> [TASK DATA]:
========================================

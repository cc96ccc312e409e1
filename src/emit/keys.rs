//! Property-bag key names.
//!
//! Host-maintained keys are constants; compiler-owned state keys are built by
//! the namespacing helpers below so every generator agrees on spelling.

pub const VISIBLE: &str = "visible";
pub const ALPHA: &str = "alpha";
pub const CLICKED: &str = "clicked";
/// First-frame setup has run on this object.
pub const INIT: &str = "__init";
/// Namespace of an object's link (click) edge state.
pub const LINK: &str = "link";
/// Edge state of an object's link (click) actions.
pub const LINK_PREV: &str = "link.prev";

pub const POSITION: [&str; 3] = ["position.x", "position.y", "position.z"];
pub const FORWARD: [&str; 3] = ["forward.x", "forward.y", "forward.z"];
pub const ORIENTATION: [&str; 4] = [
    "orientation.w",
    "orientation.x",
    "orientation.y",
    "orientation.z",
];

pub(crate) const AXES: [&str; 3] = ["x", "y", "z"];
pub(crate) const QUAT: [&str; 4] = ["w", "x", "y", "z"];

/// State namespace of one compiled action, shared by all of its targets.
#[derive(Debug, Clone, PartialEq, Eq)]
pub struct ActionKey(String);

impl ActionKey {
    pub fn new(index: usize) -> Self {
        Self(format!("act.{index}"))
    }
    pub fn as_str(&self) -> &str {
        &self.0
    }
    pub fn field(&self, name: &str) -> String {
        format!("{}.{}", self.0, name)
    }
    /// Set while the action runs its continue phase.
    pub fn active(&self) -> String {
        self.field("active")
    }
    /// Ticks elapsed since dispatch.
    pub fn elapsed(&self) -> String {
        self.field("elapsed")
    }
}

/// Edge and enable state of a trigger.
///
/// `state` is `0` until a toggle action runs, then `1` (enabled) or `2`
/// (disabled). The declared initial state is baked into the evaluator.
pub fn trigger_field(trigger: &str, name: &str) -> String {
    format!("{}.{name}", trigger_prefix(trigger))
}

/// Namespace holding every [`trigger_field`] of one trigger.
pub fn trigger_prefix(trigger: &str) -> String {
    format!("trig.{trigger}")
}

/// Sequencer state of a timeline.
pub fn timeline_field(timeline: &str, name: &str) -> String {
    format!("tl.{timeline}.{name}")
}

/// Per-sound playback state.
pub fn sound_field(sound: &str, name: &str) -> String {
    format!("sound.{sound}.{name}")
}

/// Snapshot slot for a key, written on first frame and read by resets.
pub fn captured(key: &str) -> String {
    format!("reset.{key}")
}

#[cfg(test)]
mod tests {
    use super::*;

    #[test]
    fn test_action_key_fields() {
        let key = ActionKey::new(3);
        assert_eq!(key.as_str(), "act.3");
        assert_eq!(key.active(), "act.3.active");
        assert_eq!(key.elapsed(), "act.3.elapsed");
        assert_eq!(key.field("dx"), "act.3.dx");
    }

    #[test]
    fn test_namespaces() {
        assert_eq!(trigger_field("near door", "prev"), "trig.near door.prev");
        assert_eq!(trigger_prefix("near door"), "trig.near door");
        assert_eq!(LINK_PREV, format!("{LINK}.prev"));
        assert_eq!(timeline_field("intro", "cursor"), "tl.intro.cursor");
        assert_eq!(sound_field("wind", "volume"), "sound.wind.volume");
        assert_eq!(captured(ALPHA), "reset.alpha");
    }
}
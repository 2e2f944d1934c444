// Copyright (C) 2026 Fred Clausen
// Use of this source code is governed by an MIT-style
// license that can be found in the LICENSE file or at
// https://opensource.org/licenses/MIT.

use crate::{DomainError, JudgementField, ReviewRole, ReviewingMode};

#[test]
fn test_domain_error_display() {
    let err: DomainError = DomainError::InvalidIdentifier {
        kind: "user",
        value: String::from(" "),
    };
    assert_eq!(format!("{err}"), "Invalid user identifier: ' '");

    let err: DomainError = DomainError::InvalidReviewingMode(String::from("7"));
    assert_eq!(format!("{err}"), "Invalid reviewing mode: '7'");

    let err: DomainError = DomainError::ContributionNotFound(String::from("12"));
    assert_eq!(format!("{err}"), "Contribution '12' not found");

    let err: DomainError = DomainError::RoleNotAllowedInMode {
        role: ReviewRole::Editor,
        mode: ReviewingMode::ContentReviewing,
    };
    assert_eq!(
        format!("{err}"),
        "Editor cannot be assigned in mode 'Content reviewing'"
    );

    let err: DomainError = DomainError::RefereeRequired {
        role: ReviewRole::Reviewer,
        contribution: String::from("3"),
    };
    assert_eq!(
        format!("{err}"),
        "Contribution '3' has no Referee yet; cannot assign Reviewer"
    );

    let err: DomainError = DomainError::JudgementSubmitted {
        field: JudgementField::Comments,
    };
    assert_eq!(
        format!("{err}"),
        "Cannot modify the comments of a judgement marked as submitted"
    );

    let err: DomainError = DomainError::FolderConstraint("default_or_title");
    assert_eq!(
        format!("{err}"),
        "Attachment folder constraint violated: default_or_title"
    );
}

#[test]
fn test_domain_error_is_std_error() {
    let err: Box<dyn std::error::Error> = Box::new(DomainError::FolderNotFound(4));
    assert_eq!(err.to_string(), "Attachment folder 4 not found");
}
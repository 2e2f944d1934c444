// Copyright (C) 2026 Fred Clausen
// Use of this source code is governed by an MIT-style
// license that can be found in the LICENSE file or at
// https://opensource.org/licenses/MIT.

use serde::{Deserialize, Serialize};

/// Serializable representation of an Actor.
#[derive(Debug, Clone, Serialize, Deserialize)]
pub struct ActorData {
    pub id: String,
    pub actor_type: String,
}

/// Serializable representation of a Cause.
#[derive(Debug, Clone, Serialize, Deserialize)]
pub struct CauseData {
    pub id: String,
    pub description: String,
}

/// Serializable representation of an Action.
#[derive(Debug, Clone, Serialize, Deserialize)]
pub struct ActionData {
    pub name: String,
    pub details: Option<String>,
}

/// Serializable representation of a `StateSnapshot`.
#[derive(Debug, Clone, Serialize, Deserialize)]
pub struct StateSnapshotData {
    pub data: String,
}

========================================

Scan the preceding records line by line, and state how many lines contain "crate". Nothing else belongs in the answer.

3